WASHINGTON, D.C. – District of Columbia Public Schools officials are embarking on a bold new education initiative: teaching all second-graders how to ride a bicycle.

As student proficiency continues to languish, district officials added the requirement as part of a joint program with the District Department of Transportation and private donors, who provided 1,000 bicycles for the initiative, The Washington Post reports.

The plan is to spend an hour a week for a month showing the elementary students how to ride as a memorable “cornerstone” learning experience, district officials said. The District currently boasts a growing percentage of bicycle commuters – among the top five in the country – while an opposite trend is occurring with low-income students in wards 7 and 8.

“We decided second grade is the foundational year,” Walker-Hones Elementary School physical education teacher David Gesualdi told the Post. “A kid needs this experience before second grade, and if they don’t receive it by this age, we are going to provide it.”

“Bike skills presented one of the biggest disparities throughout the school system, says Miriam Kenyon, director of health and physical education with DC Public Schools, with up to 60 percent of children unable to ride a bike in some parts of the city,” Bicycling.com reports.

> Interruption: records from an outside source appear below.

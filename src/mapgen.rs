//! Deterministic world generation.
//!
//! Terrain comes from three independently seeded noise fields (elevation,
//! moisture, heat) classified through the preset's palette. Objects are then
//! scattered from a separate `ChaCha8` stream, so changing placement density
//! never changes the terrain of a seed.

// Object counts are derived from tile counts and probabilities.
#![allow(
    clippy::cast_possible_truncation,
    clippy::cast_precision_loss,
    clippy::cast_sign_loss
)]

mod noise;
mod preset;

use std::collections::BTreeSet;

use rand::seq::SliceRandom;
use rand::{Rng, SeedableRng};
use rand_chacha::ChaCha8Rng;
use tracing::debug;

pub use noise::ValueNoise;
pub use preset::{MapPreset, MapSize};

use crate::world::{
    Biome, Cell, Coord, InteractiveKind, ItemKind, ItemStack, Map, ObjectId, ObjectKind,
    ResourceKind, StructureKind, World, WorldObject,
};

const ELEVATION_STREAM: u64 = 0x454c_4556;
const MOISTURE_STREAM: u64 = 0x4d4f_4953;
const HEAT_STREAM: u64 = 0x4845_4154;
const OBJECT_STREAM: u64 = 0x4f42_4a45_4354_5300;

/// Interactive landmarks per passable tile.
const INTERACTIVE_DENSITY: f64 = 0.000_4;
/// Neutral traps per passable tile at difficulty 1.0.
const TRAP_DENSITY: f64 = 0.000_6;

const OBELISK_MESSAGES: [&str; 6] = [
    "The old borders were drawn in ash.",
    "Whoever holds the centre sees the edges.",
    "Portals remember both their ends.",
    "Walls outlast the hands that raised them.",
    "Crystal sings where the cold is deepest.",
    "Nothing here was ever truly unclaimed.",
];

/// Tunable generation parameters.
#[derive(Debug, Clone, Copy, PartialEq)]
pub struct GenOptions {
    /// Probability that an eligible tile gets a resource node.
    pub resource_density: f64,
    /// Scale for neutral hazards.
    pub difficulty_multiplier: f64,
    /// Hit points of generated neutral traps.
    pub trap_hp: u32,
}

impl GenOptions {
    /// The preset's own parameters.
    #[must_use]
    pub const fn for_preset(preset: MapPreset) -> Self {
        Self {
            resource_density: preset.resource_density(),
            difficulty_multiplier: preset.difficulty_multiplier(),
            trap_hp: 5,
        }
    }
}

/// Generate a world with the preset's default parameters.
#[must_use]
pub fn generate(seed: u64, size: MapSize, preset: MapPreset) -> World {
    generate_with(seed, size, preset, GenOptions::for_preset(preset))
}

/// Generate a world with explicit parameters.
///
/// Identical arguments always produce an identical tile grid and identical
/// object placement.
#[must_use]
pub fn generate_with(seed: u64, size: MapSize, preset: MapPreset, options: GenOptions) -> World {
    let map = generate_terrain(seed, size.side(), preset);
    let mut world = World::new(seed, preset, map);
    place_objects(&mut world, options);
    debug!(
        seed,
        size = size.side(),
        preset = preset.name(),
        objects = world.objects.len(),
        "world generated"
    );
    world
}

/// Build the tile grid.
#[must_use]
pub fn generate_terrain(seed: u64, side: u16, preset: MapPreset) -> Map {
    let elevation = ValueNoise::new(seed ^ ELEVATION_STREAM, 5, 1.0 / 48.0);
    let moisture = ValueNoise::new(seed ^ MOISTURE_STREAM, 4, 1.0 / 96.0);
    let heat = ValueNoise::new(seed ^ HEAT_STREAM, 3, 1.0 / 128.0);

    Map::from_fn(side, |coord| {
        let (x, y) = (f64::from(coord.x), f64::from(coord.y));
        let biome = preset.biome(
            elevation.sample(x, y),
            moisture.sample(x, y),
            heat.sample(x, y),
        );
        Cell::new(biome.land_terrain(), biome)
    })
}

/// Radius of the object-free zone around the map centre.
#[must_use]
pub fn spawn_safe_radius(side: u16) -> u32 {
    (u32::from(side) / 16).max(4)
}

/// Resource a tile of this biome yields, if any.
fn resource_for(biome: Biome, rng: &mut ChaCha8Rng) -> Option<ResourceKind> {
    let resource = match biome {
        Biome::Forest | Biome::Jungle => ResourceKind::Wood,
        Biome::Swamp => {
            if rng.gen_bool(0.5) {
                ResourceKind::Wood
            } else {
                ResourceKind::Food
            }
        }
        Biome::Grassland | Biome::Savanna | Biome::Beach => ResourceKind::Food,
        Biome::Desert | Biome::Tundra => {
            if rng.gen_bool(0.3) {
                ResourceKind::Ore
            } else {
                ResourceKind::Stone
            }
        }
        Biome::Badlands => ResourceKind::Ore,
        Biome::Crystal | Biome::Ice => ResourceKind::Crystal,
        Biome::Ocean | Biome::Mountain | Biome::Volcanic => return None,
    };
    Some(resource)
}

fn cache_item(rng: &mut ChaCha8Rng) -> ItemStack {
    match rng.gen_range(0..6) {
        0 => ItemStack::new(ItemKind::Weapon { bonus: rng.gen_range(1..=2) }, 1),
        1 => ItemStack::new(ItemKind::Armor { reduction: 1 }, 1),
        2 => ItemStack::new(ItemKind::Trinket { regen: 1 }, 1),
        3 => ItemStack::new(ItemKind::Potion { heal: 5 }, 2),
        _ => {
            let resource = ResourceKind::ALL[rng.gen_range(0..ResourceKind::ALL.len())];
            ItemStack::new(ItemKind::material(resource), rng.gen_range(3..=6))
        }
    }
}

fn place_objects(world: &mut World, options: GenOptions) {
    let mut rng = ChaCha8Rng::seed_from_u64(world.seed ^ OBJECT_STREAM);
    let side = world.size();
    let center = Coord::new(side / 2, side / 2);
    let safe_sq = spawn_safe_radius(side).pow(2);

    let mut free: Vec<Coord> = world
        .map
        .iter()
        .filter(|(coord, cell)| cell.terrain.is_passable() && coord.distance_sq(center) > safe_sq)
        .map(|(coord, _)| coord)
        .collect();
    let passable = free.len() as f64;
    let mut used = BTreeSet::new();

    // Resource nodes, one pass in row-major order.
    let density = options.resource_density.clamp(0.0, 1.0);
    for &coord in &free {
        if !rng.gen_bool(density) {
            continue;
        }
        let Some(cell) = world.map.cell(coord) else {
            continue;
        };
        if let Some(resource) = resource_for(cell.biome, &mut rng) {
            let remaining = rng.gen_range(3..=12);
            world.add_object(coord, ObjectKind::Resource { resource, remaining });
            used.insert(coord);
        }
    }

    free.retain(|c| !used.contains(c));
    free.shuffle(&mut rng);
    let mut free = free.into_iter();

    let interactives = ((passable * INTERACTIVE_DENSITY).round() as usize).max(4);
    let mut placed = 0;
    while placed < interactives {
        let kind = match placed % 4 {
            0 => InteractiveKind::Shrine,
            1 => InteractiveKind::Cache,
            2 => InteractiveKind::Obelisk,
            _ => InteractiveKind::Portal,
        };
        if kind == InteractiveKind::Portal {
            let (Some(a), Some(b)) = (free.next(), free.next()) else {
                break;
            };
            place_portal_pair(world, a, b);
        } else {
            let Some(coord) = free.next() else {
                break;
            };
            let (message, item) = match kind {
                InteractiveKind::Cache => (None, Some(cache_item(&mut rng))),
                InteractiveKind::Obelisk => {
                    let text = OBELISK_MESSAGES[rng.gen_range(0..OBELISK_MESSAGES.len())];
                    (Some(text.to_string()), None)
                }
                _ => (None, None),
            };
            world.add_object(
                coord,
                ObjectKind::Interactive {
                    kind,
                    activated: false,
                    message,
                    link: None,
                    item,
                },
            );
        }
        placed += 1;
    }

    let difficulty = options.difficulty_multiplier.max(0.0);
    let traps = (passable * TRAP_DENSITY * difficulty).round() as usize;
    for coord in free.take(traps) {
        world.add_object(
            coord,
            ObjectKind::Structure {
                kind: StructureKind::Trap,
                hp: options.trap_hp.max(1),
                owner: None,
            },
        );
    }
}

fn place_portal_pair(world: &mut World, a: Coord, b: Coord) {
    let first = world.peek_object_id();
    let second = ObjectId(first.0 + 1);
    for (coord, link) in [(a, second), (b, first)] {
        world.insert_object(|id| {
            WorldObject::new(
                id,
                coord,
                ObjectKind::Interactive {
                    kind: InteractiveKind::Portal,
                    activated: false,
                    message: None,
                    link: Some(link),
                    item: None,
                },
            )
        });
    }
}

#[cfg(test)]
mod tests {
    use super::*;

    #[test]
    fn test_generation_is_deterministic() {
        let a = generate(42, MapSize::Small, MapPreset::Default);
        let b = generate(42, MapSize::Small, MapPreset::Default);
        assert_eq!(a.map.cells(), b.map.cells());
        assert_eq!(a.objects, b.objects);
    }

    #[test]
    fn test_different_seeds_differ() {
        let a = generate(1, MapSize::Small, MapPreset::Default);
        let b = generate(2, MapSize::Small, MapPreset::Default);
        assert_ne!(a.map.cells(), b.map.cells());
    }

    #[test]
    fn test_terrain_follows_biome() {
        let world = generate(9, MapSize::Small, MapPreset::Archipelago);
        for (_, cell) in world.map.iter() {
            assert_eq!(cell.terrain, cell.biome.land_terrain());
        }
    }

    #[test]
    fn test_density_does_not_change_terrain() {
        let sparse = GenOptions {
            resource_density: 0.0,
            ..GenOptions::for_preset(MapPreset::Default)
        };
        let a = generate_with(5, MapSize::Small, MapPreset::Default, sparse);
        let b = generate(5, MapSize::Small, MapPreset::Default);
        assert_eq!(a.map.cells(), b.map.cells());
        assert!(
            !a.objects
                .values()
                .any(|o| matches!(o.kind, ObjectKind::Resource { .. }))
        );
    }

    #[test]
    fn test_safe_zone_is_clear() {
        let world = generate(11, MapSize::Small, MapPreset::VerdantWilds);
        let center = Coord::new(64, 64);
        let safe_sq = spawn_safe_radius(128).pow(2);
        for object in world.objects.values() {
            assert!(object.position.distance_sq(center) > safe_sq);
        }
    }

    #[test]
    fn test_objects_on_passable_distinct_tiles() {
        let world = generate(3, MapSize::Small, MapPreset::Default);
        let mut seen = BTreeSet::new();
        for object in world.objects.values() {
            assert!(world.map.is_passable(object.position));
            assert!(seen.insert(object.position), "two objects on {}", object.position);
        }
    }

    #[test]
    fn test_portals_are_linked_pairs() {
        let world = generate(8, MapSize::Small, MapPreset::Default);
        let mut portals = 0;
        for object in world.objects.values() {
            if let ObjectKind::Interactive {
                kind: InteractiveKind::Portal,
                link,
                ..
            } = &object.kind
            {
                portals += 1;
                let target = world.objects.get(&link.unwrap()).unwrap();
                match &target.kind {
                    ObjectKind::Interactive { link: back, .. } => assert_eq!(*back, Some(object.id)),
                    other => panic!("portal linked to {other:?}"),
                }
            }
        }
        assert!(portals >= 2);
    }

    #[test]
    fn test_difficulty_scales_traps() {
        let count_traps = |difficulty: f64| {
            let options = GenOptions {
                difficulty_multiplier: difficulty,
                ..GenOptions::for_preset(MapPreset::Default)
            };
            generate_with(4, MapSize::Small, MapPreset::Default, options)
                .objects
                .values()
                .filter(|o| o.is_structure())
                .count()
        };
        assert_eq!(count_traps(0.0), 0);
        assert!(count_traps(3.0) > count_traps(1.0));
    }
}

“And though cycling was already a critical part of the district’s physical education program, many of the fifth grade kids who attended bike safety programs led by the Washington Area Bicycle Association had no actual cycling experience.”

Daniel Hoagland, educator with the Washington Area Bicyclist Association, said “surprisingly high numbers of kids” in poor neighborhoods around D.C. never learn how to ride a bicycle, mostly because their parents never taught them.

Some of those parents came from countries where bicycling is uncommon, he said.

Perhaps ironically, “surprisingly high numbers of kids” in D.C. schools are not proficient in math or language arts, according to the DCPS website.

Overall, less than half of students in the system, 48 percent, were proficient in reading last school year, while a mere 51 percent were proficient in math.

But instead of concentrating on improving those skills, D.C. students are learning the ABCs of bicycling – Air, Brakes, Chain – as part of safety lessons that also cover helmets, hand signals, proper clothing, balancing and other aspects.

The kids get an “I’m a Safe Rider” certificate when they’re done and go on a ride at a park, according to Bicycling.

“This a lifelong skill,” Miriam Kenyon, physical education director for DCPS told the Post. “It’s a way students can get to school and it’s also a way they can exercise with their family. It promotes independence, and it’s a good way to get around.”

“My friends know how to do it, but I don’t know how,” student Lachae Taylor said as she struggled to learn to ride at Walker-Jones Wednesday. “I wish I had training wheels.”

Other students, like Tyliah Rogers, already know how to ride and are helping out their classmates.

“My grandmother taught me,” she told the Post. “She said, ‘Just hold the bars, do the pedals, and keep going!’”

Officials told the Post they hope to eventually add a week or two to the bicycling program, one of several “cornerstone” lessons designed to “bring more uniform and rigorous instruction to students in every part of the city.”

Kenyon said the next logical step, of course, is to help secure bicycles for poor students who just learned to ride but do not have money to purchase a bike.